La Lombardia traina le ristrutturazioni edilizie, segue il Lazio, ma il Sud si difende

di Michele Chicco - 27 marzo 2017

A trainare gli interventi c'è la Lombardia, seguita dal Lazio. Il Sud arranca e nel complesso è raddoppiato dal Nord, ma registra performance migliori del Centro Italia. È così che si compone la mappa degli interventi per le ristrutturazioni edilizie nel Paese, nel primo trimestre del 2017: l'Osservatorio di ProntoPro ha analizzato le richieste di detrazione Irpef arrivate nei primi mesi dell'anno per sostenere la ristrutturazione e il recupero del patrimonio edilizio, in virtù della Legge di Stabilità che ha prorogato fino al 31 dicembre le agevolazioni fiscali per i lavori in casa. “Dall’indagine che abbiamo condotto – spiega Silvia Wang, co-founder di ProntoPro – abbiamo notato come le richieste pervenute siano frutto di una notevole sensibilità dei cittadini italiani nei confronti dei provvedimenti fiscali atti, in buona sostanza, a farli risparmiare per puntare al miglioramento della qualità del patrimonio immobiliare italiano".

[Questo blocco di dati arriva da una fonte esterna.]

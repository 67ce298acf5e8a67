// Copyright (c) 2025 R3BL LLC. Licensed under Apache License, Version 2.0.

//! The editable text: chars, cursor, optional mark, overwrite flag. All positions are
//! char indices and every operation clamps instead of failing.

// Attach.
mod buffer_struct;
mod region;

// Re-export.
pub use buffer_struct::*;
pub use region::*;
// Copyright (c) 2025 R3BL LLC. Licensed under Apache License, Version 2.0.

//! Opt-in `tracing` setup. The engine only emits events; nothing is printed unless the
//! embedding program installs a subscriber, either its own or one built here.

// Attach sources.
pub mod tracing_config;
pub mod tracing_init;

// Re-export.
pub use tracing_config::*;
pub use tracing_init::*;
// Copyright (c) 2025 R3BL LLC. Licensed under Apache License, Version 2.0.

use crate::ParsedLine;

/// One completion candidate.
#[derive(Clone, Debug, Default, PartialEq, Eq, Hash)]
pub struct Candidate {
    /// Text that replaces the word being completed.
    pub value: String,
    /// Text shown in lists and the menu.
    pub display: String,
    /// Heading the candidate is listed under when the `GROUP` option is set.
    pub group: Option<String>,
    pub description: Option<String>,
    /// Appended after the value (for example `/` after a directory). Removed again
    /// when the next typed char is one of `REMOVE_SUFFIX_CHARS`.
    pub suffix: Option<String>,
    /// A complete candidate gets a trailing space when it is the only match.
    pub complete: bool,
}

impl Candidate {
    #[must_use]
    pub fn new(value: &str) -> Self {
        Self {
            value: value.to_string(),
            display: value.to_string(),
            complete: true,
            ..Default::default()
        }
    }

    #[must_use]
    pub fn with_display(mut self, display: &str) -> Self {
        self.display = display.to_string();
        self
    }

    #[must_use]
    pub fn with_group(mut self, group: &str) -> Self {
        self.group = Some(group.to_string());
        self
    }

    #[must_use]
    pub fn with_description(mut self, description: &str) -> Self {
        self.description = Some(description.to_string());
        self
    }

    #[must_use]
    pub fn with_suffix(mut self, suffix: &str) -> Self {
        self.suffix = Some(suffix.to_string());
        self
    }

    /// Mark as a partial value (a directory, say) that shouldn't get a trailing space.
    #[must_use]
    pub fn incomplete(mut self) -> Self {
        self.complete = false;
        self
    }
}

/// Produces candidates for the word under the cursor. Filtering against the typed
/// word, ordering by group, and the menu are the engine's job; the completer may
/// return everything that fits the position.
pub trait Completer: Send {
    fn complete(&mut self, line: &ParsedLine) -> Vec<Candidate>;
}

impl<F> Completer for F
where
    F: FnMut(&ParsedLine) -> Vec<Candidate> + Send,
{
    fn complete(&mut self, line: &ParsedLine) -> Vec<Candidate> { self(line) }
}

/// Offers the same fixed words everywhere.
#[derive(Clone, Debug, Default, PartialEq, Eq)]
pub struct StringsCompleter {
    candidates: Vec<Candidate>,
}

impl StringsCompleter {
    #[must_use]
    pub fn new<S: AsRef<str>>(words: &[S]) -> Self {
        Self {
            candidates: words.iter().map(|it| Candidate::new(it.as_ref())).collect(),
        }
    }

    #[must_use]
    pub fn from_candidates(candidates: Vec<Candidate>) -> Self { Self { candidates } }
}

impl Completer for StringsCompleter {
    fn complete(&mut self, _line: &ParsedLine) -> Vec<Candidate> { self.candidates.clone() }
}

#[cfg(test)]
mod tests {
    use super::*;
    use pretty_assertions::assert_eq;

    #[test]
    fn test_closure_is_a_completer() {
        let mut completer = |line: &ParsedLine| vec![Candidate::new(&format!("{}!", line.word()))];
        let line = ParsedLine::single_word("hi");
        assert_eq!(completer.complete(&line), vec![Candidate::new("hi!")]);
    }

    #[test]
    fn test_candidate_builder() {
        let candidate = Candidate::new("src")
            .with_suffix("/")
            .with_group("dirs")
            .incomplete();
        assert_eq!(candidate.display, "src");
        assert_eq!(candidate.suffix.as_deref(), Some("/"));
        assert!(!candidate.complete);
    }
}
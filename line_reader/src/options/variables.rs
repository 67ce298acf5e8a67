// Copyright (c) 2025 R3BL LLC. Licensed under Apache License, Version 2.0.

use std::{fmt::{Display, Formatter, Result as FmtResult},
          time::Duration};

use rustc_hash::FxHashMap;
use serde::{Deserialize, Serialize};

/// Names of the variables the engine reads.
pub mod variable_names {
    pub const BIND_TTY_SPECIAL_CHARS: &str = "bind-tty-special-chars";
    /// Prefix inserted by `insert-comment` / `vi-insert-comment`. Default `#`.
    pub const COMMENT_BEGIN: &str = "comment-begin";
    /// `none` / `off`, `audible` (default), or `visible`.
    pub const BELL_STYLE: &str = "bell-style";
    pub const PREFER_VISIBLE_BELL: &str = "prefer-visible-bell";
    /// Ask before listing more candidates than this. Default 100.
    pub const LIST_MAX: &str = "list-max";
    pub const DISABLE_HISTORY: &str = "disable-history";
    pub const DISABLE_COMPLETION: &str = "disable-completion";
    /// `emacs` (default) or `vi`.
    pub const EDITING_MODE: &str = "editing-mode";
    pub const KEYMAP: &str = "keymap";
    pub const BLINK_MATCHING_PAREN: &str = "blink-matching-paren";
    /// Chars that count as part of a word besides alphanumerics.
    pub const WORDCHARS: &str = "WORDCHARS";
    pub const REMOVE_SUFFIX_CHARS: &str = "REMOVE_SUFFIX_CHARS";
    /// Chars that end an incremental search. Default `ESC` and `^J`.
    pub const SEARCH_TERMINATORS: &str = "search-terminators";
    /// Typos tolerated when no candidate matches the word exactly. Default 2.
    pub const ERRORS: &str = "errors";
    pub const SECONDARY_PROMPT_PATTERN: &str = "secondary-prompt-pattern";
    pub const LINE_OFFSET: &str = "line-offset";
    /// Milliseconds to wait for a longer binding. Default 1000.
    pub const AMBIGUOUS_BINDING: &str = "ambiguous-binding";
    /// `|` separated globs of lines kept out of history.
    pub const HISTORY_IGNORE: &str = "history-ignore";
    pub const HISTORY_FILE: &str = "history-file";
    pub const HISTORY_SIZE: &str = "history-size";
    pub const HISTORY_FILE_SIZE: &str = "history-file-size";
}

pub const DEFAULT_COMMENT_BEGIN: &str = "#";
pub const DEFAULT_LIST_MAX: i64 = 100;
pub const DEFAULT_ERRORS: i64 = 2;
pub const DEFAULT_SECONDARY_PROMPT_PATTERN: &str = "%M> ";
pub const DEFAULT_AMBIGUOUS_BINDING_MS: i64 = 1000;
pub const DEFAULT_HISTORY_SIZE: i64 = 500;
pub const DEFAULT_REMOVE_SUFFIX_CHARS: &str = " \t\n;&|";
pub const DEFAULT_SEARCH_TERMINATORS: &str = "\x1b\n";

/// A variable's value. Getters convert between the variants leniently.
#[derive(Clone, Debug, PartialEq, Eq, Serialize, Deserialize)]
#[serde(untagged)]
pub enum VariableValue {
    Bool(bool),
    Int(i64),
    Str(String),
}

impl VariableValue {
    #[must_use]
    pub fn as_bool(&self) -> Option<bool> {
        match self {
            VariableValue::Bool(it) => Some(*it),
            VariableValue::Int(it) => Some(*it != 0),
            VariableValue::Str(it) => match it.trim().to_ascii_lowercase().as_str() {
                "on" | "true" | "yes" | "1" | "" => Some(true),
                "off" | "false" | "no" | "0" => Some(false),
                _ => None,
            },
        }
    }

    #[must_use]
    pub fn as_int(&self) -> Option<i64> {
        match self {
            VariableValue::Bool(it) => Some(i64::from(*it)),
            VariableValue::Int(it) => Some(*it),
            VariableValue::Str(it) => it.trim().parse().ok(),
        }
    }
}

impl Display for VariableValue {
    fn fmt(&self, f: &mut Formatter<'_>) -> FmtResult {
        match self {
            VariableValue::Bool(it) => write!(f, "{it}"),
            VariableValue::Int(it) => write!(f, "{it}"),
            VariableValue::Str(it) => write!(f, "{it}"),
        }
    }
}

impl From<bool> for VariableValue {
    fn from(value: bool) -> Self { VariableValue::Bool(value) }
}

impl From<i64> for VariableValue {
    fn from(value: i64) -> Self { VariableValue::Int(value) }
}

impl From<&str> for VariableValue {
    fn from(value: &str) -> Self { VariableValue::Str(value.to_string()) }
}

impl From<String> for VariableValue {
    fn from(value: String) -> Self { VariableValue::Str(value) }
}

/// Open ended, string keyed settings. Nothing is validated when a value is set; each
/// getter parses at the point of use and falls back to the default it is given.
#[derive(Clone, Debug, Default, PartialEq, Eq, Serialize, Deserialize)]
#[serde(transparent)]
pub struct Variables {
    values: FxHashMap<String, VariableValue>,
}

impl Variables {
    #[must_use]
    pub fn new() -> Self { Self::default() }

    #[must_use]
    pub fn get(&self, name: &str) -> Option<&VariableValue> { self.values.get(name) }

    pub fn set(&mut self, name: &str, value: impl Into<VariableValue>) {
        self.values.insert(name.to_string(), value.into());
    }

    pub fn remove(&mut self, name: &str) -> Option<VariableValue> { self.values.remove(name) }

    /// The value rendered as a string, or `default`.
    #[must_use]
    pub fn get_string(&self, name: &str, default: &str) -> String {
        self.get(name)
            .map_or_else(|| default.to_string(), ToString::to_string)
    }

    #[must_use]
    pub fn get_int(&self, name: &str, default: i64) -> i64 {
        self.get(name).and_then(VariableValue::as_int).unwrap_or(default)
    }

    #[must_use]
    pub fn get_bool(&self, name: &str, default: bool) -> bool {
        self.get(name).and_then(VariableValue::as_bool).unwrap_or(default)
    }

    /// A millisecond count as a [`Duration`]; negative values count as zero.
    #[must_use]
    pub fn get_millis(&self, name: &str, default_ms: i64) -> Duration {
        let millis = self.get_int(name, default_ms);
        Duration::from_millis(u64::try_from(millis).unwrap_or(0))
    }

    /// Names and values, sorted by name.
    #[must_use]
    pub fn iter_sorted(&self) -> Vec<(&str, &VariableValue)> {
        let mut all: Vec<(&str, &VariableValue)> = self
            .values
            .iter()
            .map(|(name, value)| (name.as_str(), value))
            .collect();
        all.sort_unstable_by_key(|(name, _)| *name);
        all
    }
}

Come si evince dallo studio, ricorda Wang, "un dato molto interessante è quello relativo al Nord Italia, che risulta in qualche modo più attento a questi temi di quanto non lo siano le altre aree del Paese”. Il 56% di tutto il monte-richieste arriva proprio dal Nord, con il Sud che pesa per il 25% e il Centro per il restante 20%. Una bella differenza. A livello regionale, al due di testa, Lombardia-Lazio, seguono Emilia Romagna, Piemonte e Puglia, tutte a parimerito, con a ruota Veneto, poi Sicilia, Campania e Toscana. Ultimo posto della rilevazione è della Sardegna che ha avanzato appena il 3% delle richieste per la detrazione Irpef. Oltre ad una efficace mappa territoriale, l'Osservatorio di ProntoPro ha individuato il più primario dei bisogni degli italiani: il bagno. Quasi il 10% degli interventi è stato dedicato alla ristrutturazione del bagno e anche in questo caso è il Nord che domina la classifica con il 72% di richieste complessive (anche se la sola Lombardia pesa per il 30%). 

 

Regioni

% richieste di ristrutturazioni sul totale

Lombardia

21%

Lazio

10%

Emilia Romagna

9%

Piemonte

9%

Puglia

9%

Veneto

7%

Sicilia

6%

Campania

6%

Toscana

6%

Sardegna

3%


Ma chi può accedere al bonus fiscale? Tutti coloro che decideranno nel corso dell'anno di sostenere dei lavori per migliorare il proprio appartamento potranno accedere agli incentivi per le ristrutturazioni edilizie; chi invece sceglierà di rinnovare il parco-elettrodomestici potrà beneficiare del bonus mobili. Con la legge di bilancio 2017, infatti, è stata prorogata fino al 31 dicembre 2017 la detrazione del 50% per le ristrutturazioni edilizie ed è stato posticipata sempre fino alla fine dell'anno anche la scadenza per la detrazione del 50% su una spesa massima di 10mila euro per l'acquisto di mobili e grandi elettrodomestici di classe non inferiore alla A+. 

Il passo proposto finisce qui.